Note: Reprinted by permission from Macmillan Publishers Ltd: Nature Review Immunology, H Takayanagi, Osteoimmunology: shared mechanisms and crosstalk between the immune and bone systems, 7(4):292–304, copyright 2007.29
Figure 2
The immune and skeletal systems share cytokines, receptors, signaling molecules, and transcription factors, all of which cooperatively regulate osteoclasts and osteoblasts as well as their interactions. Osteoblasts regulate osteoclastogenesis through receptor activator of nuclear factor-κB (NF-κB) ligand (RANKL)-receptor activator of nuclear factor-κB (RANK) (and its decoy receptor osteoprotegerin [OPG]) interactions, macrophage colony-stimulating factor (M-CSF)–cFMS interactions and immunoglobulin (Ig)-like receptors associated with immunoreceptor tyrosine-based activation motif-harboring adaptor molecules (such as DAP12 and Fc-receptor common γ-subunit [FcRγ], the ligands of which are not well characterized). Although not depicted, semaphorin 6D, and its receptor plexin A1, and ephrin receptor B4 and ephrin B2 were newly identified as mediators of osteoblast–osteoclast interactions. There are extensive signaling pathways in osteoclasts. RANK and Ig-like receptors stimulate downstream signaling cascades (such as tumor necrosis factor [TNF] receptor-associated factor 6 [TRAF6], NF-κB, mitogen-activated protein kinases [MAPKs], activator protein 1 [AP1], calcineurin, and nuclear factor of activated T cells cytoplasmic 1 [NFATc1]), which are influenced by a number of immunoregulatory molecules including CD40 ligand (CD40L), interleukin-1 (IL-1), interferon-β (IFNβ), IFNγ, TNF, and lipopolysaccharide (LPS). Dendritic-cell-specific transmembrane protein (DC-STAMP) and ATP6V0D2 are necessary for the fusion of osteoclast precursor cells. Phosphoinositide 3-kinase (PI3K)-AKT and growth-factor-receptor-bound protein 2–extracellular-signal- regulated kinase (GRB2–ERK) pathways are important for the proliferation and survival of the osteoclast lineage, whereas VAV3, cSRC, and Casitas B-lineage lymphoma (cCBL) are included in the molecules required for cytoskeletal reorganization and bone-resorbing osteoclasts. Osteoclast activity is dependent on acidifying proton pump ATP6I and chloride channel 7 (ClC7), as well as matrix-degrading enzymes such as cathepsin K and matrix metalloproteinase 9 (MMP9). The following molecules are known to be involved in both the bone system and the immune system: NF-κB, RANKL, RANK, OPG, cFMS, M-CSF, Ig-like receptors, FcRγ, DAP12, TRAF6, MAPKs, AP1, calcineurin, NFATc1, CD40L, IL-1, IFNγ, IFNβ, TNF, LPS, DC-STAMP, PI3K, AKT, ERK, VAV3, cSRC, and cCBL.

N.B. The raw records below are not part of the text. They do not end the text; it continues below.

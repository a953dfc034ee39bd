use axum::{extract::State, Json};
use serde::{Deserialize, Serialize};
use serde_json::{json, Value};
use tracing::info;

use crate::analysis::QUESTIONS_STEP;
use crate::errors::AppError;
use crate::extract::AppJson;
use crate::models::session::SessionPatch;
use crate::routes::is_false;
use crate::sessions::parse_session_id;
use crate::state::AppState;
use crate::store::update_session;

#[derive(Debug, Deserialize)]
pub struct AnalyzeRequest {
    #[serde(rename = "sessionId")]
    pub session_id: Option<String>,
}

#[derive(Debug, Serialize)]
pub struct AnalyzeResponse {
    pub success: bool,
    pub analysis: Value,
    #[serde(skip_serializing_if = "is_false")]
    pub mock: bool,
}

/// POST /api/analyze
///
/// Sends the session's job description and resume to the analysis workflow and
/// stores the result on the session.
pub async fn handle_analyze(
    State(state): State<AppState>,
    AppJson(req): AppJson<AnalyzeRequest>,
) -> Result<Json<AnalyzeResponse>, AppError> {
    let session_id = parse_session_id(req.session_id.as_deref())?;
    let session = state
        .sessions
        .get(session_id)
        .await?
        .ok_or_else(AppError::session_not_found)?;

    if !session.ready_for_analysis() {
        return Err(AppError::Validation(
            "Missing job description or resume data".to_string(),
        ));
    }

    let payload = json!({
        "sessionId": session_id,
        "jobDescription": session.job_description,
        "resumeData": session.resume_data,
    });
    let output = state
        .analyze_workflow
        .run(&payload)
        .await
        .map_err(|e| AppError::Workflow {
            message: "Failed to analyze resume",
            detail: e.to_string(),
        })?;

    let patch = SessionPatch {
        analysis_data: Some(Some(output.data.clone())),
        current_step: Some(Some(QUESTIONS_STEP)),
        ..SessionPatch::default()
    };
    update_session(state.sessions.as_ref(), session_id, patch).await?;

    info!(
        "Stored analysis for session {session_id} (fixture: {})",
        output.is_fixture()
    );

    Ok(Json(AnalyzeResponse {
        success: true,
        mock: output.is_fixture(),
        analysis: output.data,
    }))
}

#[cfg(test)]
mod tests {
    use std::sync::Arc;

    use axum::http::{Method, StatusCode};
    use serde_json::json;
    use uuid::Uuid;

    use crate::models::session::SessionPatch;
    use crate::store::update_session;
    use crate::test_harness::{
        error_message, json_request, CountingWorkflow, FailingWorkflow, TestApp,
    };
    use crate::workflow::FixtureWorkflow;

    async fn session_with_inputs(app: &TestApp) -> Uuid {
        let session = app.create_session().await;
        let patch = SessionPatch {
            job_description: Some(Some(json!({"raw_text": "Rust engineer wanted"}))),
            resume_data: Some(Some(json!({"raw_text": "Ten years of Rust"}))),
            ..SessionPatch::default()
        };
        update_session(app.state.sessions.as_ref(), session.id, patch)
            .await
            .unwrap();
        session.id
    }

    #[tokio::test]
    async fn test_analyze_without_inputs_is_bad_request() {
        let app = TestApp::new();
        let session = app.create_session().await;

        let (status, body) = app
            .send(json_request(
                Method::POST,
                "/api/analyze",
                json!({"sessionId": session.id}),
            ))
            .await;

        assert_eq!(status, StatusCode::BAD_REQUEST);
        assert_eq!(
            error_message(&body),
            "Missing job description or resume data"
        );
    }

    #[tokio::test]
    async fn test_fixture_analysis_is_stored_and_flagged() {
        let app = TestApp::new();
        let id = session_with_inputs(&app).await;

        let (status, body) = app
            .send(json_request(Method::POST, "/api/analyze", json!({"sessionId": id})))
            .await;

        assert_eq!(status, StatusCode::OK);
        assert_eq!(body["mock"], true);
        assert_eq!(body["analysis"]["ats_score"], 72);

        let stored = app.session(id);
        assert_eq!(stored.current_step, Some(3));
        assert_eq!(stored.analysis_data.unwrap()["ats_score"], 72);
    }

    #[tokio::test]
    async fn test_live_analysis_is_not_flagged_mock() {
        let analyze = CountingWorkflow::new(json!({"questions": [], "ats_score": 90}));
        let app = TestApp::with_workflows(Arc::new(FixtureWorkflow::scrape()), analyze.clone());
        let id = session_with_inputs(&app).await;

        let (status, body) = app
            .send(json_request(Method::POST, "/api/analyze", json!({"sessionId": id})))
            .await;

        assert_eq!(status, StatusCode::OK);
        assert!(body.get("mock").is_none());
        assert_eq!(analyze.calls(), 1);
    }

    #[tokio::test]
    async fn test_analyze_requires_known_session() {
        let app = TestApp::new();

        let (status, body) = app
            .send(json_request(Method::POST, "/api/analyze", json!({})))
            .await;
        assert_eq!(status, StatusCode::BAD_REQUEST);
        assert_eq!(error_message(&body), "Session ID is required");

        let (status, _) = app
            .send(json_request(
                Method::POST,
                "/api/analyze",
                json!({"sessionId": Uuid::new_v4()}),
            ))
            .await;
        assert_eq!(status, StatusCode::NOT_FOUND);
    }

    #[tokio::test]
    async fn test_workflow_failure_leaves_session_untouched() {
        let app = TestApp::with_workflows(
            Arc::new(FixtureWorkflow::scrape()),
            Arc::new(FailingWorkflow),
        );
        let id = session_with_inputs(&app).await;

        let (status, body) = app
            .send(json_request(Method::POST, "/api/analyze", json!({"sessionId": id})))
            .await;

        assert_eq!(status, StatusCode::INTERNAL_SERVER_ERROR);
        assert_eq!(error_message(&body), "Failed to analyze resume");
        assert!(app.session(id).analysis_data.is_none());
    }
}
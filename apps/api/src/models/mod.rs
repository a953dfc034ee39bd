pub mod job_cache;
pub mod session;
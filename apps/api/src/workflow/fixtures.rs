use serde_json::{json, Value};

use crate::workflow::{Workflow, WorkflowError, WorkflowOutput, WorkflowSource};

/// Serves a static payload in place of an unconfigured webhook.
#[derive(Debug, Clone)]
pub struct FixtureWorkflow {
    payload: Value,
}

impl FixtureWorkflow {
    pub fn new(payload: Value) -> Self {
        Self { payload }
    }

    pub fn scrape() -> Self {
        Self::new(json!({
            "title": "Software Engineer",
            "company": "Tech Company",
            "location": "Remote",
            "description": "We are looking for a talented software engineer to build and operate backend services.",
            "requirements": [
                "3+ years of experience",
                "Rust or Go in production",
                "Strong problem-solving skills"
            ],
            "raw_text": "Software Engineer at Tech Company (Remote). We are looking for a talented software engineer to build and operate backend services. Requirements: 3+ years of experience, Rust or Go in production, strong problem-solving skills."
        }))
    }

    pub fn analysis() -> Self {
        Self::new(json!({
            "skill_matches": [
                {
                    "skill": "Rust",
                    "strength": "strong",
                    "evidence": "4 years building Rust network services"
                },
                {
                    "skill": "PostgreSQL",
                    "strength": "strong",
                    "evidence": "Designed schemas for multiple production systems"
                },
                {
                    "skill": "Kubernetes",
                    "strength": "moderate",
                    "evidence": "Deployed services with Helm charts"
                }
            ],
            "skill_gaps": [
                {
                    "skill": "AWS",
                    "importance": "required",
                    "suggestion": "Highlight any cloud experience you have"
                },
                {
                    "skill": "Team Leadership",
                    "importance": "preferred",
                    "suggestion": "Mention any mentoring or leadership experience"
                }
            ],
            "questions": [
                {
                    "id": "q1",
                    "question": "The job requires 3+ years of backend experience. How many years have you worked on backend services?",
                    "type": "clarification"
                },
                {
                    "id": "q2",
                    "question": "Do you have any experience with AWS or other cloud platforms that we should highlight?",
                    "type": "missing_skill"
                },
                {
                    "id": "q3",
                    "question": "Can you describe a project where you led a team or mentored other developers?",
                    "type": "experience"
                }
            ],
            "ats_score": 72,
            "summary": "Your resume shows strong technical skills that match the core requirements. Consider adding more detail about cloud experience and leadership."
        }))
    }
}

#[async_trait::async_trait]
impl Workflow for FixtureWorkflow {
    async fn run(&self, _payload: &Value) -> Result<WorkflowOutput, WorkflowError> {
        Ok(WorkflowOutput {
            data: self.payload.clone(),
            source: WorkflowSource::Fixture,
        })
    }
}
pub mod handlers;

use uuid::Uuid;

use crate::errors::AppError;

pub const ALLOWED_CONTENT_TYPES: &[&str] = &[
    "application/pdf",
    "application/vnd.openxmlformats-officedocument.wordprocessingml.document",
    "text/plain",
];

/// 10 MiB.
pub const MAX_FILE_SIZE: usize = 10 * 1024 * 1024;

/// Request body cap for the upload route. Larger than `MAX_FILE_SIZE` so
/// oversized files reach the size check and get a descriptive 400.
pub const UPLOAD_BODY_LIMIT: usize = 32 * 1024 * 1024;

pub fn validate_file(content_type: &str, size: usize) -> Result<(), AppError> {
    let essence = content_type.split(';').next().unwrap_or_default().trim();
    if !ALLOWED_CONTENT_TYPES.contains(&essence) {
        return Err(AppError::Validation(
            "Invalid file type. Please upload PDF, DOCX, or TXT files.".to_string(),
        ));
    }
    if size > MAX_FILE_SIZE {
        return Err(AppError::Validation(
            "File too large. Maximum size is 10MB.".to_string(),
        ));
    }
    Ok(())
}

/// Fallback extension when the file name has no usable one.
const DEFAULT_EXTENSION: &str = "bin";

/// `<session_id>/<unix_millis>.<ext>`, where ext follows the last dot of the
/// original file name. Anything other than ASCII alphanumerics falls back to
/// `bin` so the client's name can never add key segments.
pub fn storage_key(session_id: Uuid, file_name: &str, unix_millis: i64) -> String {
    let ext = file_name
        .rsplit_once('.')
        .map(|(_, ext)| ext)
        .filter(|ext| !ext.is_empty() && ext.chars().all(|c| c.is_ascii_alphanumeric()))
        .unwrap_or(DEFAULT_EXTENSION);
    format!("{session_id}/{unix_millis}.{ext}")
}
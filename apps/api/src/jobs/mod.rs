//! Job posting scraping, memoized by URL in the `job_cache` table.

pub mod handlers;
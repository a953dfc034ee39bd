use axum::{
    extract::{Multipart, State},
    Json,
};
use bytes::Bytes;
use chrono::Utc;
use serde::Serialize;
use serde_json::json;
use tracing::{error, info};

use crate::errors::AppError;
use crate::models::session::SessionPatch;
use crate::sessions::parse_session_id;
use crate::state::AppState;
use crate::store::update_session;
use crate::uploads::{storage_key, validate_file};

struct UploadedFile {
    file_name: String,
    content_type: String,
    data: Bytes,
}

#[derive(Debug, Serialize)]
#[serde(rename_all = "camelCase")]
pub struct UploadResponse {
    pub success: bool,
    pub path: String,
    pub url: String,
    pub file_name: String,
}

/// POST /api/upload
///
/// Multipart form with `file` and `sessionId`. Stores the file and records its
/// metadata as the session's `resume_data`.
pub async fn handle_upload(
    State(state): State<AppState>,
    mut multipart: Multipart,
) -> Result<Json<UploadResponse>, AppError> {
    let mut file: Option<UploadedFile> = None;
    let mut raw_session_id: Option<String> = None;

    while let Some(field) = multipart.next_field().await.map_err(invalid_multipart)? {
        match field.name().map(str::to_string).as_deref() {
            Some("file") => {
                let file_name = field.file_name().unwrap_or("upload").to_string();
                let content_type = field.content_type().unwrap_or_default().to_string();
                let data = field.bytes().await.map_err(invalid_multipart)?;
                file = Some(UploadedFile {
                    file_name,
                    content_type,
                    data,
                });
            }
            Some("sessionId") => {
                raw_session_id = Some(field.text().await.map_err(invalid_multipart)?);
            }
            _ => {}
        }
    }

    let file = file.ok_or_else(|| AppError::Validation("No file provided".to_string()))?;
    let raw_session_id = raw_session_id.ok_or_else(AppError::session_id_required)?;
    validate_file(&file.content_type, file.data.len())?;

    let session_id = parse_session_id(Some(&raw_session_id))?;
    if state.sessions.get(session_id).await?.is_none() {
        return Err(AppError::session_not_found());
    }

    let now = Utc::now();
    let key = storage_key(session_id, &file.file_name, now.timestamp_millis());
    let file_size = file.data.len();
    let path = state
        .blobs
        .put(&key, file.data, &file.content_type)
        .await?;
    let url = state.blobs.public_url(&path);

    info!(
        "Stored {} ({} bytes) for session {session_id}",
        file.file_name, file_size
    );

    let patch = SessionPatch {
        resume_data: Some(Some(json!({
            "file_url": path,
            "file_name": file.file_name,
            "file_type": file.content_type,
            "file_size": file_size,
            "uploaded_at": now.to_rfc3339(),
        }))),
        ..SessionPatch::default()
    };
    if let Err(e) = update_session(state.sessions.as_ref(), session_id, patch).await {
        // The blob is already stored; the response still points at it.
        error!("Failed to record upload on session {session_id}: {e}");
    }

    Ok(Json(UploadResponse {
        success: true,
        path,
        url,
        file_name: file.file_name,
    }))
}

fn invalid_multipart(e: axum::extract::multipart::MultipartError) -> AppError {
    AppError::Validation(format!("Invalid multipart body: {}", e.body_text()))
}

#[cfg(test)]
mod tests {
    use axum::body::Body;
    use axum::http::{header, Method, Request, StatusCode};
    use uuid::Uuid;

    use crate::test_harness::{error_message, TestApp};
    use crate::uploads::MAX_FILE_SIZE;

    const BOUNDARY: &str = "X-TAILOR-BOUNDARY";

    fn multipart_request(
        file: Option<(&str, &str, Vec<u8>)>,
        session_id: Option<&str>,
    ) -> Request<Body> {
        let mut body: Vec<u8> = Vec::new();
        if let Some(id) = session_id {
            body.extend_from_slice(
                format!(
                    "--{BOUNDARY}\r\nContent-Disposition: form-data; name=\"sessionId\"\r\n\r\n{id}\r\n"
                )
                .as_bytes(),
            );
        }
        if let Some((name, content_type, data)) = file {
            body.extend_from_slice(
                format!(
                    "--{BOUNDARY}\r\nContent-Disposition: form-data; name=\"file\"; filename=\"{name}\"\r\nContent-Type: {content_type}\r\n\r\n"
                )
                .as_bytes(),
            );
            body.extend_from_slice(&data);
            body.extend_from_slice(b"\r\n");
        }
        body.extend_from_slice(format!("--{BOUNDARY}--\r\n").as_bytes());

        Request::builder()
            .method(Method::POST)
            .uri("/api/upload")
            .header(
                header::CONTENT_TYPE,
                format!("multipart/form-data; boundary={BOUNDARY}"),
            )
            .body(Body::from(body))
            .unwrap()
    }

    #[tokio::test]
    async fn test_upload_stores_blob_and_records_metadata() {
        let app = TestApp::new();
        let session = app.create_session().await;
        let id = session.id.to_string();

        let (status, body) = app
            .send(multipart_request(
                Some(("resume.pdf", "application/pdf", b"%PDF-1.7 resume".to_vec())),
                Some(&id),
            ))
            .await;

        assert_eq!(status, StatusCode::OK);
        assert_eq!(body["success"], true);
        assert_eq!(body["fileName"], "resume.pdf");

        let path = body["path"].as_str().unwrap();
        assert!(path.starts_with(&format!("{id}/")));
        assert!(path.ends_with(".pdf"));
        assert!(body["url"].as_str().unwrap().ends_with(path));

        let (stored, content_type) = app.blobs.get(path).unwrap();
        assert_eq!(&stored[..], b"%PDF-1.7 resume");
        assert_eq!(content_type, "application/pdf");

        let resume_data = app.session(session.id).resume_data.unwrap();
        assert_eq!(resume_data["file_url"], path);
        assert_eq!(resume_data["file_name"], "resume.pdf");
        assert_eq!(resume_data["file_size"], 15);
    }

    #[tokio::test]
    async fn test_upload_rejects_fifteen_mib_file() {
        let app = TestApp::new();
        let session = app.create_session().await;

        let (status, body) = app
            .send(multipart_request(
                Some(("big.pdf", "application/pdf", vec![b'a'; 15 * 1024 * 1024])),
                Some(&session.id.to_string()),
            ))
            .await;

        assert_eq!(status, StatusCode::BAD_REQUEST);
        assert_eq!(error_message(&body), "File too large. Maximum size is 10MB.");
    }

    #[tokio::test]
    async fn test_upload_accepts_file_at_exact_limit() {
        let app = TestApp::new();
        let session = app.create_session().await;

        let (status, _) = app
            .send(multipart_request(
                Some(("resume.txt", "text/plain", vec![b'a'; MAX_FILE_SIZE])),
                Some(&session.id.to_string()),
            ))
            .await;

        assert_eq!(status, StatusCode::OK);
    }

    #[tokio::test]
    async fn test_upload_rejects_disallowed_type() {
        let app = TestApp::new();
        let session = app.create_session().await;

        let (status, body) = app
            .send(multipart_request(
                Some(("photo.png", "image/png", vec![1, 2, 3])),
                Some(&session.id.to_string()),
            ))
            .await;

        assert_eq!(status, StatusCode::BAD_REQUEST);
        assert_eq!(
            error_message(&body),
            "Invalid file type. Please upload PDF, DOCX, or TXT files."
        );
    }

    #[tokio::test]
    async fn test_upload_requires_file_then_session() {
        let app = TestApp::new();

        let (status, body) = app.send(multipart_request(None, Some("abc"))).await;
        assert_eq!(status, StatusCode::BAD_REQUEST);
        assert_eq!(error_message(&body), "No file provided");

        let (status, body) = app
            .send(multipart_request(
                Some(("resume.txt", "text/plain", b"hello".to_vec())),
                None,
            ))
            .await;
        assert_eq!(status, StatusCode::BAD_REQUEST);
        assert_eq!(error_message(&body), "Session ID is required");
    }

    #[tokio::test]
    async fn test_upload_for_unknown_session_is_not_found() {
        let app = TestApp::new();

        let (status, _) = app
            .send(multipart_request(
                Some(("resume.txt", "text/plain", b"hello".to_vec())),
                Some(&Uuid::new_v4().to_string()),
            ))
            .await;

        assert_eq!(status, StatusCode::NOT_FOUND);
    }
}
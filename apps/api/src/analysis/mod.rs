//! Skill-gap analysis of a session's resume against its job description.

pub mod handlers;

/// Step the wizard lands on once analysis results are available.
pub const QUESTIONS_STEP: i32 = 3;
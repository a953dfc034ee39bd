//! Router-level test harness: in-memory stores, scripted workflows, and
//! helpers to drive requests through the full Axum stack.

use std::sync::atomic::{AtomicUsize, Ordering};
use std::sync::Arc;

use async_trait::async_trait;
use axum::body::Body;
use axum::http::{header, Method, Request, StatusCode};
use serde_json::Value;
use tower::ServiceExt;

use crate::models::session::SessionRow;
use crate::routes::build_router;
use crate::state::AppState;
use crate::store::memory::{InMemoryBlobStore, InMemoryJobCache, InMemorySessionStore};
use crate::workflow::{
    FixtureWorkflow, Workflow, WorkflowError, WorkflowOutput, WorkflowSource,
};

pub struct TestApp {
    pub state: AppState,
    pub sessions: InMemorySessionStore,
    pub job_cache: InMemoryJobCache,
    pub blobs: InMemoryBlobStore,
}

impl TestApp {
    /// App wired to fixture workflows, as when no webhooks are configured.
    pub fn new() -> Self {
        Self::with_workflows(
            Arc::new(FixtureWorkflow::scrape()),
            Arc::new(FixtureWorkflow::analysis()),
        )
    }

    pub fn with_workflows(scrape: Arc<dyn Workflow>, analyze: Arc<dyn Workflow>) -> Self {
        let sessions = InMemorySessionStore::default();
        let job_cache = InMemoryJobCache::default();
        let blobs = InMemoryBlobStore::default();

        let state = AppState {
            sessions: Arc::new(sessions.clone()),
            job_cache: Arc::new(job_cache.clone()),
            blobs: Arc::new(blobs.clone()),
            scrape_workflow: scrape,
            analyze_workflow: analyze,
            job_cache_ttl: chrono::Duration::hours(24),
            session_ttl: chrono::Duration::hours(168),
        };

        Self {
            state,
            sessions,
            job_cache,
            blobs,
        }
    }

    pub async fn send(&self, request: Request<Body>) -> (StatusCode, Value) {
        let response = build_router(self.state.clone())
            .oneshot(request)
            .await
            .unwrap();
        let status = response.status();
        let bytes = axum::body::to_bytes(response.into_body(), usize::MAX)
            .await
            .unwrap();
        let body = if bytes.is_empty() {
            Value::Null
        } else {
            serde_json::from_slice(&bytes).unwrap()
        };
        (status, body)
    }

    pub async fn create_session(&self) -> SessionRow {
        let (status, body) = self
            .send(json_request(Method::POST, "/api/session", Value::Null))
            .await;
        assert_eq!(status, StatusCode::OK);
        serde_json::from_value(body["session"].clone()).unwrap()
    }

    pub fn session(&self, id: uuid::Uuid) -> SessionRow {
        self.sessions.snapshot(id).expect("session exists")
    }
}

pub fn json_request(method: Method, uri: &str, body: Value) -> Request<Body> {
    let builder = Request::builder().method(method).uri(uri);
    if body.is_null() {
        builder.body(Body::empty()).unwrap()
    } else {
        builder
            .header(header::CONTENT_TYPE, "application/json")
            .body(Body::from(body.to_string()))
            .unwrap()
    }
}

pub fn error_message(body: &Value) -> &str {
    body["error"]["message"].as_str().unwrap_or_default()
}

/// Live workflow that counts invocations and always returns the same payload.
pub struct CountingWorkflow {
    calls: AtomicUsize,
    response: Value,
}

impl CountingWorkflow {
    pub fn new(response: Value) -> Arc<Self> {
        Arc::new(Self {
            calls: AtomicUsize::new(0),
            response,
        })
    }

    pub fn calls(&self) -> usize {
        self.calls.load(Ordering::SeqCst)
    }
}

#[async_trait]
impl Workflow for CountingWorkflow {
    async fn run(&self, _payload: &Value) -> Result<WorkflowOutput, WorkflowError> {
        self.calls.fetch_add(1, Ordering::SeqCst);
        Ok(WorkflowOutput {
            data: self.response.clone(),
            source: WorkflowSource::Live,
        })
    }
}

pub struct FailingWorkflow;

#[async_trait]
impl Workflow for FailingWorkflow {
    async fn run(&self, _payload: &Value) -> Result<WorkflowOutput, WorkflowError> {
        Err(WorkflowError::Status {
            status: 502,
            body: "bad gateway".to_string(),
        })
    }
}
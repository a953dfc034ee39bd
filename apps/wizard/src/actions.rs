//! Network-calling wizard actions.
//!
//! Each action lazily creates the backend session, flags its section as
//! loading, makes one API call, and then either stores the result or records
//! the error on the section and hands it back to the caller. Either way the
//! persisted subset is written back to storage before the action returns.

use anyhow::Result;
use serde_json::{json, Value};
use tracing::{info, warn};
use uuid::Uuid;

use crate::client::{ClientError, ResumeFile, UploadReceipt, WizardApi};
use crate::state::WizardState;
use crate::storage::LocalStorage;

#[derive(Debug, Clone, Copy)]
enum Section {
    JobDescription,
    Resume,
    Analysis,
}

pub struct Wizard<A> {
    state: WizardState,
    api: A,
    storage: Option<LocalStorage>,
}

impl<A: WizardApi> Wizard<A> {
    pub fn new(api: A) -> Self {
        Self {
            state: WizardState::new(),
            api,
            storage: None,
        }
    }

    /// Builds a wizard from whatever was last saved in `storage`.
    pub async fn restore(api: A, storage: LocalStorage) -> Result<Self> {
        let state = match storage.load().await? {
            Some(saved) => WizardState::from_persisted(saved),
            None => WizardState::new(),
        };
        Ok(Self {
            state,
            api,
            storage: Some(storage),
        })
    }

    pub fn state(&self) -> &WizardState {
        &self.state
    }

    /// Direct access for the pure transitions (navigation, setters, answers).
    /// These are not written to storage until the next action or [`Wizard::save`].
    pub fn state_mut(&mut self) -> &mut WizardState {
        &mut self.state
    }

    pub fn api(&self) -> &A {
        &self.api
    }

    pub async fn save(&self) -> Result<()> {
        match &self.storage {
            Some(storage) => storage.save(&self.state.to_persisted()).await,
            None => Ok(()),
        }
    }

    /// Resets every step and forgets the saved copy.
    pub async fn start_over(&mut self) -> Result<()> {
        self.state.reset();
        if let Some(storage) = &self.storage {
            storage.clear().await?;
        }
        Ok(())
    }

    /// Returns the backend session id, creating the session on first use.
    pub async fn init_session(&mut self) -> Result<Uuid, ClientError> {
        if let Some(id) = self.state.session_id {
            return Ok(id);
        }
        let id = self.api.create_session().await?;
        info!("Wizard bound to session {id}");
        self.state.session_id = Some(id);
        Ok(id)
    }

    pub async fn submit_job_url(&mut self, url: &str) -> Result<(), ClientError> {
        self.state.set_job_url(url);
        let session_id = self.begin(Section::JobDescription).await?;

        let result = self.api.scrape_job(url, session_id).await.map(|parsed| {
            self.state.job_description.raw_text = raw_text_of(&parsed);
            self.state.job_description.parsed = Some(parsed);
        });
        self.finish(Section::JobDescription, result).await
    }

    pub async fn submit_job_text(&mut self, text: impl Into<String>) -> Result<(), ClientError> {
        self.state.set_job_text(text);
        let session_id = self.begin(Section::JobDescription).await?;

        let updates = json!({
            "job_description": { "raw_text": self.state.job_description.raw_text }
        });
        let result = self.api.update_session(session_id, updates).await;
        self.finish(Section::JobDescription, result).await
    }

    pub async fn submit_resume_file(
        &mut self,
        file: ResumeFile,
    ) -> Result<UploadReceipt, ClientError> {
        self.state.set_resume_file(file.clone());
        let session_id = self.begin(Section::Resume).await?;

        let result = self.api.upload_resume(&file, session_id).await;
        self.finish(Section::Resume, result).await
    }

    pub async fn submit_resume_text(&mut self, text: impl Into<String>) -> Result<(), ClientError> {
        self.state.set_resume_text(text);
        let session_id = self.begin(Section::Resume).await?;

        let updates = json!({
            "resume_data": { "raw_text": self.state.resume.raw_text }
        });
        let result = self.api.update_session(session_id, updates).await;
        self.finish(Section::Resume, result).await
    }

    pub async fn start_analysis(&mut self) -> Result<(), ClientError> {
        let session_id = self.begin(Section::Analysis).await?;

        let result = self
            .api
            .analyze(session_id)
            .await
            .map(|analysis| self.state.set_analysis_data(analysis));
        self.finish(Section::Analysis, result).await
    }

    async fn begin(&mut self, section: Section) -> Result<Uuid, ClientError> {
        self.set_loading(section, true);
        self.set_error(section, None);
        match self.init_session().await {
            Ok(id) => Ok(id),
            Err(e) => {
                self.set_loading(section, false);
                self.set_error(section, Some(e.to_string()));
                self.persist().await;
                Err(e)
            }
        }
    }

    async fn finish<T>(
        &mut self,
        section: Section,
        result: Result<T, ClientError>,
    ) -> Result<T, ClientError> {
        self.set_loading(section, false);
        if let Err(e) = &result {
            warn!("Wizard {section:?} action failed: {e}");
            self.set_error(section, Some(e.to_string()));
        }
        self.persist().await;
        result
    }

    /// Storage failures never fail the action itself.
    async fn persist(&self) {
        if let Err(e) = self.save().await {
            warn!("Failed to save wizard state: {e:#}");
        }
    }

    fn set_loading(&mut self, section: Section, is_loading: bool) {
        match section {
            Section::JobDescription => self.state.set_job_loading(is_loading),
            Section::Resume => self.state.set_resume_loading(is_loading),
            Section::Analysis => self.state.set_analysis_loading(is_loading),
        }
    }

    fn set_error(&mut self, section: Section, error: Option<String>) {
        match section {
            Section::JobDescription => self.state.set_job_error(error),
            Section::Resume => self.state.set_resume_error(error),
            Section::Analysis => self.state.set_analysis_error(error),
        }
    }
}

/// The scraped posting's full text, falling back to its description.
fn raw_text_of(parsed: &Value) -> String {
    ["raw_text", "description"]
        .iter()
        .filter_map(|key| parsed.get(key).and_then(Value::as_str))
        .find(|text| !text.is_empty())
        .unwrap_or_default()
        .to_string()
}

Note: Reprinted by permission from Macmillan Publishers Ltd: Nature Review Immunology, H Takayanagi, Osteoimmunology: shared mechanisms and crosstalk between the immune and bone systems, 7(4):292–304, copyright 2007.29
Abbreviations: CaMKIV, calcium/calmodulin-dependent protein kinase type IV; CREB, cyclic adenosine monophosphate responsive-element-binding protein; PLC, phospholipase C; MITF, microphthalmia-associated transcription factor; IKK, inhibitor of NF-κB (IκB) kinase; SYK, spleen tyrosine kinase.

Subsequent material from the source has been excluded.